- TASK INSTRUCTIONS:
Could you output every record below exactly as it appears?

---------- INFORMATION SHOWN ----------

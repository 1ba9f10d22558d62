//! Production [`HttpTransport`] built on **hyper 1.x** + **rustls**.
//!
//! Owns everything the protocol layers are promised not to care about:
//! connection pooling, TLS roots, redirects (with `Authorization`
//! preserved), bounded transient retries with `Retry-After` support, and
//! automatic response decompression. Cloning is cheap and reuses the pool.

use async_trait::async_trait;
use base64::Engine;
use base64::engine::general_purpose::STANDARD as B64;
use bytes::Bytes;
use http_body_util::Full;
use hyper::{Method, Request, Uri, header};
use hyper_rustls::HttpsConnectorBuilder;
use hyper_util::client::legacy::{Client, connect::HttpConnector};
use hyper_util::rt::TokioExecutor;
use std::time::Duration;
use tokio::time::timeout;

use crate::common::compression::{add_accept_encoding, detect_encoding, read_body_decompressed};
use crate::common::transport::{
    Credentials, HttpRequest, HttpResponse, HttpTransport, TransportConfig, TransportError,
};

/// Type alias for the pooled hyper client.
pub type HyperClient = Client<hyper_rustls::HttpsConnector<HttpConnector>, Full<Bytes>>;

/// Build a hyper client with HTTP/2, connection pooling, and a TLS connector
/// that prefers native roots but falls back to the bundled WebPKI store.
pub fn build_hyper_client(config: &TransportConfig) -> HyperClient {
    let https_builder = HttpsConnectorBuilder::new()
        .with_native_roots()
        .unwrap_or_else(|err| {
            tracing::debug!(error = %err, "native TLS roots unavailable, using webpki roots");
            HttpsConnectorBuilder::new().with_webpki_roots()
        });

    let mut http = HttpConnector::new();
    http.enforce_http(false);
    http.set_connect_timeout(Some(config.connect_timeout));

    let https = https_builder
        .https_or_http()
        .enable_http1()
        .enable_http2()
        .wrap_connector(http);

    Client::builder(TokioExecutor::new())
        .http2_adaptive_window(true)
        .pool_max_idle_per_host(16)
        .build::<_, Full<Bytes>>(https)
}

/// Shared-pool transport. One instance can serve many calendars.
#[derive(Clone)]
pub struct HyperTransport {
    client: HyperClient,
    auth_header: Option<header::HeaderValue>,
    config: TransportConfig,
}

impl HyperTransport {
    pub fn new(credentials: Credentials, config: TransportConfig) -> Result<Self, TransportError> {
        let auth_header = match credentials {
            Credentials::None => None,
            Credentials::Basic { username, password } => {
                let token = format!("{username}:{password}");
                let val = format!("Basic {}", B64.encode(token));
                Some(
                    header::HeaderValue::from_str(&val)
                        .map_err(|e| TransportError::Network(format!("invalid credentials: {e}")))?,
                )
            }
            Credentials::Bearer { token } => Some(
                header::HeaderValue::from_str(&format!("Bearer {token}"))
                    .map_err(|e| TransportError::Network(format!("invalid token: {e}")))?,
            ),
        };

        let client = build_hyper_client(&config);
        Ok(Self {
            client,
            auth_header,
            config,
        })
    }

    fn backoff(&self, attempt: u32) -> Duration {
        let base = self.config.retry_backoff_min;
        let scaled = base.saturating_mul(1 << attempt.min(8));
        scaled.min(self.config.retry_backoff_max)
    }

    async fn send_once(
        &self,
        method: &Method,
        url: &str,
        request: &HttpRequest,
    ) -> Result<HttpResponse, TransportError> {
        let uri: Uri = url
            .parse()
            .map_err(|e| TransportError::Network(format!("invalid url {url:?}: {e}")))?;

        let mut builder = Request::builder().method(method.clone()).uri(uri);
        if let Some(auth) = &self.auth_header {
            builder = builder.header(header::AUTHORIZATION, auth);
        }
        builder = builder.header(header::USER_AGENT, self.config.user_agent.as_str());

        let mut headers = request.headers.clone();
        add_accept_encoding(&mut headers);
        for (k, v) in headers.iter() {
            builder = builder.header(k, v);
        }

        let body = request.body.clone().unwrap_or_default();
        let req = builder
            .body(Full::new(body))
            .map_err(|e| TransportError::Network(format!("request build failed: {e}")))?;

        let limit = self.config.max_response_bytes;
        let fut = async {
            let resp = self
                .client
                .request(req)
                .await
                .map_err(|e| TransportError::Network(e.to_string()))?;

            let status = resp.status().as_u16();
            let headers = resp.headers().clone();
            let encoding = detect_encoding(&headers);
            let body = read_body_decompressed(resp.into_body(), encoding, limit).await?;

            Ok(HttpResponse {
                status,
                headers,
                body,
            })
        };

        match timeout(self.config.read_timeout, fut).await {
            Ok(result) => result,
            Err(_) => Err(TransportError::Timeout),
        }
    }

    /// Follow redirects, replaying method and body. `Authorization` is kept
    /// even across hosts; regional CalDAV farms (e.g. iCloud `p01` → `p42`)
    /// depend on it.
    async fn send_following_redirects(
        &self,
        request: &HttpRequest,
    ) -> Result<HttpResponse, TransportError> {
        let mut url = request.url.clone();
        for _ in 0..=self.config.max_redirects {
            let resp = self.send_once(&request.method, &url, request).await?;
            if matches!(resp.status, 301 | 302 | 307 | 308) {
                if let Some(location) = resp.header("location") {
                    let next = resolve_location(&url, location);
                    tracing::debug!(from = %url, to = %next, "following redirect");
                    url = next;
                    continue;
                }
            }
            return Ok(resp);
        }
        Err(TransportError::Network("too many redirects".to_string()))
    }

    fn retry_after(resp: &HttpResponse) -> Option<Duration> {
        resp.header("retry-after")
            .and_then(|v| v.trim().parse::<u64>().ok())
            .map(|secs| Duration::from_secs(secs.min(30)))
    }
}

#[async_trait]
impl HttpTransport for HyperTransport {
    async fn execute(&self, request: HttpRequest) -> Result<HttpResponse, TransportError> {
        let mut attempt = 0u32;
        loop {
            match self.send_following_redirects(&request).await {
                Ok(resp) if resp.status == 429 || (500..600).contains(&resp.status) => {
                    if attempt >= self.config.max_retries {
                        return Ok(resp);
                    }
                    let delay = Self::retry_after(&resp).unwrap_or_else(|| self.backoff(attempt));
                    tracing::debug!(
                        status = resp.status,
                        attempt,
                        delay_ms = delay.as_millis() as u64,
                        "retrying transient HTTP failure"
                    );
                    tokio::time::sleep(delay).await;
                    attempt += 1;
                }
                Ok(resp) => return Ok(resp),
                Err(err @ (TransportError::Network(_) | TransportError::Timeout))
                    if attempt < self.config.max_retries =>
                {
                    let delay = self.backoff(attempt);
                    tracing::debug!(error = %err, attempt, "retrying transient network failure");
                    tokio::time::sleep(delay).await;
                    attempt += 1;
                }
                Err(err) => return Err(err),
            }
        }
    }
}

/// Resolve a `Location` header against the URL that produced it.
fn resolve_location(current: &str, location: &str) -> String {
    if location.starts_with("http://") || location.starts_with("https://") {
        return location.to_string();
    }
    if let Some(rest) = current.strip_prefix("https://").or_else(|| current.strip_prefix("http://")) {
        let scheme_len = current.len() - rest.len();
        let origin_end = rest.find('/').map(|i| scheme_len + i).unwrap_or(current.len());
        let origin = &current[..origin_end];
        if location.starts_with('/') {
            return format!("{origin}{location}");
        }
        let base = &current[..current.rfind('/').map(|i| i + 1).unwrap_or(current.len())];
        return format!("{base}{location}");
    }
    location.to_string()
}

----------

- TASK OUTPUT:
repository 1ba9f10d22558d62
//! Production [`HttpTransport`] built on **hyper 1.x** + **rustls**.
//!
//! Owns everything the protocol layers are promised not to care about:
//! connection pooling, TLS roots, redirects (with `Authorization`
//! preserved), bounded transient retries with `Retry-After` support, and
//! automatic response decompression. Cloning is cheap and reuses the pool.

use async_trait::async_trait;
use base64::Engine;
use base64::engine::general_purpose::STANDARD as B64;
use bytes::Bytes;
use http_body_util::Full;
use hyper::{Method, Request, Uri, header};
use hyper_rustls::HttpsConnectorBuilder;
use hyper_util::client::legacy::{Client, connect::HttpConnector};
use hyper_util::rt::TokioExecutor;
use std::time::Duration;
use tokio::time::timeout;

use crate::common::compression::{add_accept_encoding, detect_encoding, read_body_decompressed};
use crate::common::transport::{
    Credentials, HttpRequest, HttpResponse, HttpTransport, TransportConfig, TransportError,
};

/// Type alias for the pooled hyper client.
pub type HyperClient = Client<hyper_rustls::HttpsConnector<HttpConnector>, Full<Bytes>>;

/// Build a hyper client with HTTP/2, connection pooling, and a TLS connector
/// that prefers native roots but falls back to the bundled WebPKI store.
pub fn build_hyper_client(config: &TransportConfig) -> HyperClient {
    let https_builder = HttpsConnectorBuilder::new()
        .with_native_roots()
        .unwrap_or_else(|err| {
            tracing::debug!(error = %err, "native TLS roots unavailable, using webpki roots");
            HttpsConnectorBuilder::new().with_webpki_roots()
        });

    let mut http = HttpConnector::new();
    http.enforce_http(false);
    http.set_connect_timeout(Some(config.connect_timeout));

    let https = https_builder
        .https_or_http()
        .enable_http1()
        .enable_http2()
        .wrap_connector(http);

    Client::builder(TokioExecutor::new())
        .http2_adaptive_window(true)
        .pool_max_idle_per_host(16)
        .build::<_, Full<Bytes>>(https)
}

/// Shared-pool transport. One instance can serve many calendars.
#[derive(Clone)]
pub struct HyperTransport {
    client: HyperClient,
    auth_header: Option<header::HeaderValue>,
    config: TransportConfig,
}

impl HyperTransport {
    pub fn new(credentials: Credentials, config: TransportConfig) -> Result<Self, TransportError> {
        let auth_header = match credentials {
            Credentials::None => None,
            Credentials::Basic { username, password } => {
                let token = format!("{username}:{password}");
                let val = format!("Basic {}", B64.encode(token));
                Some(
                    header::HeaderValue::from_str(&val)
                        .map_err(|e| TransportError::Network(format!("invalid credentials: {e}")))?,
                )
            }
            Credentials::Bearer { token } => Some(
                header::HeaderValue::from_str(&format!("Bearer {token}"))
                    .map_err(|e| TransportError::Network(format!("invalid token: {e}")))?,
            ),
        };

        let client = build_hyper_client(&config);
        Ok(Self {
            client,
            auth_header,
            config,
        })
    }

    fn backoff(&self, attempt: u32) -> Duration {
        let base = self.config.retry_backoff_min;
        let scaled = base.saturating_mul(1 << attempt.min(8));
        scaled.min(self.config.retry_backoff_max)
    }

    async fn send_once(
        &self,
        method: &Method,
        url: &str,
        request: &HttpRequest,
    ) -> Result<HttpResponse, TransportError> {
        let uri: Uri = url
            .parse()
            .map_err(|e| TransportError::Network(format!("invalid url {url:?}: {e}")))?;

        let mut builder = Request::builder().method(method.clone()).uri(uri);
        if let Some(auth) = &self.auth_header {
            builder = builder.header(header::AUTHORIZATION, auth);
        }
        builder = builder.header(header::USER_AGENT, self.config.user_agent.as_str());

        let mut headers = request.headers.clone();
        add_accept_encoding(&mut headers);
        for (k, v) in headers.iter() {
            builder = builder.header(k, v);
        }

        let body = request.body.clone().unwrap_or_default();
        let req = builder
            .body(Full::new(body))
            .map_err(|e| TransportError::Network(format!("request build failed: {e}")))?;

        let limit = self.config.max_response_bytes;
        let fut = async {
            let resp = self
                .client
                .request(req)
                .await
                .map_err(|e| TransportError::Network(e.to_string()))?;

            let status = resp.status().as_u16();
            let headers = resp.headers().clone();
            let encoding = detect_encoding(&headers);
            let body = read_body_decompressed(resp.into_body(), encoding, limit).await?;

            Ok(HttpResponse {
                status,
                headers,
                body,
            })
        };

        match timeout(self.config.read_timeout, fut).await {
            Ok(result) => result,
            Err(_) => Err(TransportError::Timeout),
        }
    }

    /// Follow redirects, replaying method and body. `Authorization` is kept
    /// even across hosts; regional CalDAV farms (e.g. iCloud `p01` → `p42`)
    /// depend on it.
    async fn send_following_redirects(
        &self,
        request: &HttpRequest,
    ) -> Result<HttpResponse, TransportError> {
        let mut url = request.url.clone();
        for _ in 0..=self.config.max_redirects {
            let resp = self.send_once(&request.method, &url, request).await?;
            if matches!(resp.status, 301 | 302 | 307 | 308) {
                if let Some(location) = resp.header("location") {
                    let next = resolve_location(&url, location);
                    tracing::debug!(from = %url, to = %next, "following redirect");
                    url = next;
                    continue;
                }
            }
            return Ok(resp);
        }
        Err(TransportError::Network("too many redirects".to_string()))
    }

    fn retry_after(resp: &HttpResponse) -> Option<Duration> {
        resp.header("retry-after")
            .and_then(|v| v.trim().parse::<u64>().ok())
            .map(|secs| Duration::from_secs(secs.min(30)))
    }
}

#[async_trait]
impl HttpTransport for HyperTransport {
    async fn execute(&self, request: HttpRequest) -> Result<HttpResponse, TransportError> {
        let mut attempt = 0u32;
        loop {
            match self.send_following_redirects(&request).await {
                Ok(resp) if resp.status == 429 || (500..600).contains(&resp.status) => {
                    if attempt >= self.config.max_retries {
                        return Ok(resp);
                    }
                    let delay = Self::retry_after(&resp).unwrap_or_else(|| self.backoff(attempt));
                    tracing::debug!(
                        status = resp.status,
                        attempt,
                        delay_ms = delay.as_millis() as u64,
                        "retrying transient HTTP failure"
                    );
                    tokio::time::sleep(delay).await;
                    attempt += 1;
                }
                Ok(resp) => return Ok(resp),
                Err(err @ (TransportError::Network(_) | TransportError::Timeout))
                    if attempt < self.config.max_retries =>
                {
                    let delay = self.backoff(attempt);
                    tracing::debug!(error = %err, attempt, "retrying transient network failure");
                    tokio::time::sleep(delay).await;
                    attempt += 1;
                }
                Err(err) => return Err(err),
            }
        }
    }
}

/// Resolve a `Location` header against the URL that produced it.
fn resolve_location(current: &str, location: &str) -> String {
    if location.starts_with("http://") || location.starts_with("https://") {
        return location.to_string();
    }
    if let Some(rest) = current.strip_prefix("https://").or_else(|| current.strip_prefix("http://")) {
        let scheme_len = current.len() - rest.len();
        let origin_end = rest.find('/').map(|i| scheme_len + i).unwrap_or(current.len());
        let origin = &current[..origin_end];
        if location.starts_with('/') {
            return format!("{origin}{location}");
        }
        let base = &current[..current.rfind('/').map(|i| i + 1).unwrap_or(current.len())];
        return format!("{base}{location}");
    }
    location.to_string()
}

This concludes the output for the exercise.